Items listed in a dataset
++++++

//! Failure explanation use case
//!
//! Provides human-readable explanations of why a file failed to sync,
//! including actionable suggestions and audit history. This powers the
//! `ondrift explain <path>` CLI command.

use std::sync::Arc;

use anyhow::{Context, Result};
use serde::{Deserialize, Serialize};

use crate::domain::{AuditEntry, ItemState, SyncItem, SyncPath};
use crate::ports::IStateRepository;

/// Human-readable explanation of a file's sync state
///
/// Contains a summary message, actionable suggestions, and the
/// relevant audit history for the item.
#[derive(Debug, Clone, Serialize, Deserialize)]
pub struct Explanation {
    /// The file path being explained
    pub path: SyncPath,
    /// The current sync state of the item
    pub state: String,
    /// Human-readable explanation of the current state
    pub message: String,
    /// Actionable suggestions for resolving issues
    pub suggestions: Vec<String>,
    /// Recent audit history entries for this item
    pub history: Vec<AuditEntry>,
}

impl Explanation {
    /// Creates a new Explanation for a sync item with its audit history
    fn from_item(item: &SyncItem, history: Vec<AuditEntry>) -> Self {
        let (message, suggestions) = Self::generate_explanation(item);

        Self {
            path: item.local_path().clone(),
            state: item.state().to_string(),
            message,
            suggestions,
            history,
        }
    }

    /// Creates an Explanation for a path that has no tracked sync item
    fn not_found(path: &SyncPath) -> Self {
        Self {
            path: path.clone(),
            state: "unknown".to_string(),
            message: "This file is not being tracked by OnDrift.".to_string(),
            suggestions: vec![
                "Ensure the file is within the configured sync root directory.".to_string(),
                "Check that the file is not excluded by sync rules or .ondriftignore.".to_string(),
                "Run 'ondrift status' to verify the sync root configuration.".to_string(),
            ],
            history: Vec::new(),
        }
    }

    /// Generates a human-readable message and suggestions based on item state
    fn generate_explanation(item: &SyncItem) -> (String, Vec<String>) {
        match item.state() {
            ItemState::Online => (
                "This file exists only in the cloud. Its content has not been downloaded yet."
                    .to_string(),
                vec![
                    "Open the file to trigger automatic download (hydration).".to_string(),
                    "Use 'ondrift pin <path>' to force download.".to_string(),
                ],
            ),

            ItemState::Hydrating => (
                "This file is currently being downloaded from the cloud.".to_string(),
                vec![
                    "Wait for the download to complete.".to_string(),
                    "Check your network connection if the download seems stuck.".to_string(),
                ],
            ),

            ItemState::Hydrated => (
                "This file is fully synced. Local and cloud copies match.".to_string(),
                vec![],
            ),

            ItemState::Pinned => (
                "This file is pinned to stay available offline and will not be dehydrated automatically."
                    .to_string(),
                vec!["Use 'ondrift unpin <path>' to allow it to be dehydrated again.".to_string()],
            ),

            ItemState::Modified => (
                "This file has local changes that have not been uploaded yet.".to_string(),
                vec![
                    "Changes will be uploaded during the next sync cycle.".to_string(),
                    "Use 'ondrift sync' to trigger an immediate sync.".to_string(),
                ],
            ),

            ItemState::Conflicted => (
                "This file has conflicting changes in both local and cloud versions.".to_string(),
                vec![
                    "Use 'ondrift resolve <path> --keep-local' to keep your version.".to_string(),
                    "Use 'ondrift resolve <path> --keep-remote' to use the cloud version."
                        .to_string(),
                    "Use 'ondrift resolve <path> --keep-both' to keep both versions.".to_string(),
                ],
            ),

            ItemState::Error(reason) => {
                let message = format!(
                    "This file encountered an error during synchronization: {}",
                    reason
                );
                let mut suggestions = vec!["Check 'ondrift status' for more details.".to_string()];

                // Add context-specific suggestions based on error info
                if let Some(error_info) = item.error_info() {
                    match error_info.code() {
                        "NETWORK_ERROR" => {
                            suggestions
                                .push("Check your network connection and try again.".to_string());
                        }
                        "AUTH_ERROR" => {
                            suggestions.push("Re-authenticate with 'ondrift login'.".to_string());
                        }
                        "RATE_LIMITED" => {
                            suggestions.push(
                                "The cloud provider is rate-limiting requests. Wait a moment and retry."
                                    .to_string(),
                            );
                        }
                        _ => {
                            suggestions.push(
                                "Try 'ondrift sync --force' to retry the operation.".to_string(),
                            );
                        }
                    }

                    if error_info.retry_count() > 0 {
                        suggestions.push(format!(
                            "This operation has been retried {} time(s) already.",
                            error_info.retry_count()
                        ));
                    }
                }

                (message, suggestions)
            }

            ItemState::Deleted => (
                "This file has been marked for deletion.".to_string(),
                vec![
                    "The deletion will be synced during the next sync cycle.".to_string(),
                    "If this was unintentional, check the OneDrive recycle bin.".to_string(),
                ],
            ),
        }
    }
}

/// Use case for generating human-readable failure explanations
///
/// Provides the `ondrift explain` functionality by combining sync item
/// state with audit history to produce actionable explanations.
pub struct ExplainFailureUseCase {
    state_repository: Arc<dyn IStateRepository + Send + Sync>,
}

impl ExplainFailureUseCase {
    /// Creates a new ExplainFailureUseCase with the required dependencies
    ///
    /// # Arguments
    ///
    /// * `state_repository` - Persistent storage for querying item state and audit log
    pub fn new(state_repository: Arc<dyn IStateRepository + Send + Sync>) -> Self {
        Self { state_repository }
    }

    /// Generates a human-readable explanation for a file path
    ///
    /// This method:
    /// 1. Looks up the sync item by its local path
    /// 2. Retrieves the audit history for the item
    /// 3. Generates a human-readable message with suggestions
    ///
    /// # Arguments
    ///
    /// * `path` - The local sync path to explain
    ///
    /// # Returns
    ///
    /// An Explanation struct with state, message, suggestions, and history
    ///
    /// # Errors
    ///
    /// Returns an error if the repository query fails
    pub async fn explain(&self, path: &SyncPath) -> Result<Explanation> {
        // Step 1: Look up the sync item by path
        let item = self
            .state_repository
            .get_item_by_path(path)
            .await
            .context("Failed to look up sync item by path")?;

        let Some(item) = item else {
            return Ok(Explanation::not_found(path));
        };

        // Step 2: Get audit history for this item
        let history = self
            .state_repository
            .get_audit_trail(item.id())
            .await
            .context("Failed to retrieve audit history for item")?;

        // Step 3: Generate the explanation
        Ok(Explanation::from_item(&item, history))
    }
}

#[cfg(test)]
mod tests {
    use super::*;
    use std::path::PathBuf;

    use crate::domain::{ErrorInfo, FileHash, RemotePath, SyncItem};

    fn test_path() -> SyncPath {
        SyncPath::new(PathBuf::from("/home/user/OneDrive/test.txt")).unwrap()
    }

    fn test_remote_path() -> RemotePath {
        RemotePath::new("/test.txt".to_string()).unwrap()
    }

    fn create_item_in_state(state: ItemState) -> SyncItem {
        let mut item = SyncItem::new_file(test_path(), test_remote_path(), 1024, None).unwrap();

        // Walk through valid state transitions to reach the target state
        match state {
            ItemState::Online => {} // Already the default state
            ItemState::Hydrating => {
                item.start_hydrating().unwrap();
            }
            ItemState::Hydrated => {
                item.start_hydrating().unwrap();
                item.complete_hydration().unwrap();
            }
            ItemState::Pinned => {
                item.start_hydrating().unwrap();
                item.complete_hydration().unwrap();
                item.transition_to(ItemState::Pinned).unwrap();
            }
            ItemState::Modified => {
                item.start_hydrating().unwrap();
                item.complete_hydration().unwrap();
                item.mark_modified().unwrap();
            }
            ItemState::Conflicted => {
                item.start_hydrating().unwrap();
                item.complete_hydration().unwrap();
                item.mark_modified().unwrap();
                item.mark_conflicted().unwrap();
            }
            ItemState::Error(ref reason) => {
                item.transition_to_error(ErrorInfo::new("TEST", reason.clone()))
                    .unwrap();
            }
            ItemState::Deleted => {
                item.mark_deleted().unwrap();
            }
        }

        item
    }

    #[test]
    fn test_explanation_online() {
        let item = create_item_in_state(ItemState::Online);
        let explanation = Explanation::from_item(&item, vec![]);

        assert!(explanation.message.contains("cloud"));
        assert!(!explanation.suggestions.is_empty());
    }

    #[test]
    fn test_explanation_hydrating() {
        let item = create_item_in_state(ItemState::Hydrating);
        let explanation = Explanation::from_item(&item, vec![]);

        assert!(explanation.message.contains("downloaded"));
    }

    #[test]
    fn test_explanation_hydrated() {
        let item = create_item_in_state(ItemState::Hydrated);
        let explanation = Explanation::from_item(&item, vec![]);

        assert!(explanation.message.contains("synced"));
        assert!(explanation.suggestions.is_empty());
    }

    #[test]
    fn test_explanation_modified() {
        let item = create_item_in_state(ItemState::Modified);
        let explanation = Explanation::from_item(&item, vec![]);

        assert!(explanation.message.contains("local changes"));
    }

    #[test]
    fn test_explanation_conflicted() {
        let item = create_item_in_state(ItemState::Conflicted);
        let explanation = Explanation::from_item(&item, vec![]);

        assert!(explanation.message.contains("conflicting"));
        assert!(explanation.suggestions.len() >= 3);
    }

    #[test]
    fn test_explanation_error_network() {
        let mut item = create_item_in_state(ItemState::Online);
        item.transition_to_error(ErrorInfo::network_error("Connection failed"))
            .unwrap();

        let explanation = Explanation::from_item(&item, vec![]);

        assert!(explanation.message.contains("error"));
        assert!(explanation
            .suggestions
            .iter()
            .any(|s| s.contains("network")));
    }

    #[test]
    fn test_explanation_error_auth() {
        let mut item = create_item_in_state(ItemState::Online);
        item.transition_to_error(ErrorInfo::auth_error("Token expired"))
            .unwrap();

        let explanation = Explanation::from_item(&item, vec![]);

        assert!(explanation.suggestions.iter().any(|s| s.contains("login")));
    }

    #[test]
    fn test_explanation_deleted() {
        let item = create_item_in_state(ItemState::Deleted);
        let explanation = Explanation::from_item(&item, vec![]);

        assert!(explanation.message.contains("deletion"));
    }

    #[test]
    fn test_explanation_not_found() {
        let path = test_path();
        let explanation = Explanation::not_found(&path);

        assert_eq!(explanation.state, "unknown");
        assert!(explanation.message.contains("not being tracked"));
        assert!(explanation.history.is_empty());
    }
}
//! T015: Shared test helpers for Graph API integration tests
//!
//! Provides wiremock-based mock server setup for Microsoft Graph API endpoints.
//! Each helper mounts the necessary mock endpoints and returns a configured
//! GraphClient pointing at the mock server.

use wiremock::matchers::{method, path, path_regex};
use wiremock::{Mock, MockServer, ResponseTemplate};

use ondrift_graph::client::GraphClient;

/// Sets up a mock server with common Graph API endpoints and returns
/// a (MockServer, GraphClient) tuple.
///
/// Pre-configured endpoints:
/// - GET /me → user profile
/// - GET /me/drive → drive quota
pub async fn setup_graph_mock() -> (MockServer, GraphClient) {
    let server = MockServer::start().await;

    // Mock GET /me - user profile
    Mock::given(method("GET"))
        .and(path("/me"))
        .respond_with(ResponseTemplate::new(200).set_body_json(serde_json::json!({
            "displayName": "Test User",
            "mail": "test@example.com",
            "userPrincipalName": "test@example.com",
            "id": "user-test-001"
        })))
        .mount(&server)
        .await;

    // Mock GET /me/drive - drive quota
    Mock::given(method("GET"))
        .and(path("/me/drive"))
        .respond_with(ResponseTemplate::new(200).set_body_json(serde_json::json!({
            "id": "drive-test-001",
            "quota": {
                "total": 5368709120_u64,
                "used": 1073741824_u64,
                "remaining": 4294967296_u64
            }
        })))
        .mount(&server)
        .await;

    let client = GraphClient::with_base_url("test-access-token", server.uri());

    (server, client)
}

/// Mounts a delta endpoint that returns a single page with given items.
pub async fn mount_delta_single_page(
    server: &MockServer,
    items: serde_json::Value,
    delta_token: &str,
) {
    Mock::given(method("GET"))
        .and(path("/me/drive/root/delta"))
        .respond_with(ResponseTemplate::new(200).set_body_json(serde_json::json!({
            "value": items,
            "@odata.deltaLink": format!(
                "{}/me/drive/root/delta?token={}",
                server.uri(),
                delta_token
            )
        })))
        .mount(server)
        .await;
}

/// Mounts a delta endpoint that returns two pages (pagination test).
///
/// First request returns page 1 with a nextLink.
/// Second request (to the nextLink) returns page 2 with a deltaLink.
#[allow(dead_code)]
pub async fn mount_delta_paginated(
    server: &MockServer,
    page1_items: serde_json::Value,
    page2_items: serde_json::Value,
    delta_token: &str,
) {
    // Page 1: returns nextLink
    Mock::given(method("GET"))
        .and(path("/me/drive/root/delta"))
        .respond_with(ResponseTemplate::new(200).set_body_json(serde_json::json!({
            "value": page1_items,
            "@odata.nextLink": format!(
                "{}/me/drive/root/delta?$skiptoken=page2",
                server.uri()
            )
        })))
        .up_to_n_times(1)
        .mount(server)
        .await;

    // Page 2: returns deltaLink (via the nextLink URL)
    // Note: The nextLink is an absolute URL, so the delta module will
    // use a direct HTTP GET. We mock any path containing $skiptoken=page2.
    Mock::given(method("GET"))
        .and(path_regex(r"/me/drive/root/delta\??\$skiptoken=page2"))
        .respond_with(ResponseTemplate::new(200).set_body_json(serde_json::json!({
            "value": page2_items,
            "@odata.deltaLink": format!(
                "{}/me/drive/root/delta?token={}",
                server.uri(),
                delta_token
            )
        })))
        .mount(server)
        .await;
}

/// Mounts a file download endpoint for a specific item ID.
pub async fn mount_download(server: &MockServer, item_id: &str, content: &[u8]) {
    let path_str = format!("/me/drive/items/{}/content", item_id);
    Mock::given(method("GET"))
        .and(path(&path_str))
        .respond_with(
            ResponseTemplate::new(200)
                .set_body_bytes(content.to_vec())
                .append_header("Content-Type", "application/octet-stream"),
        )
        .mount(server)
        .await;
}

/// Mounts a small file upload endpoint that accepts PUT requests.
pub async fn mount_upload_small(
    server: &MockServer,
    remote_path: &str,
    response_id: &str,
    response_name: &str,
) {
    // PUT /me/drive/root:/{path}:/content
    let path_str = format!("/me/drive/root:{}:/content", remote_path);
    Mock::given(method("PUT"))
        .and(path(&path_str))
        .respond_with(ResponseTemplate::new(201).set_body_json(serde_json::json!({
            "id": response_id,
            "name": response_name,
            "size": 1024,
            "lastModifiedDateTime": "2026-01-15T10:00:00Z",
            "parentReference": {
                "id": "parent-001",
                "path": "/drive/root:/Documents"
            },
            "file": {
                "hashes": {
                    "quickXorHash": "AAAAAAAAAAAAAAAAAAAAAAAAAAA="
                }
            }
        })))
        .mount(server)
        .await;
}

++++++

__Task objective__: Please copy each line of the records above that holds the word "IStateRepository".

__Answer below__:
use crate::ports::IStateRepository;
    state_repository: Arc<dyn IStateRepository + Send + Sync>,
    pub fn new(state_repository: Arc<dyn IStateRepository + Send + Sync>) -> Self {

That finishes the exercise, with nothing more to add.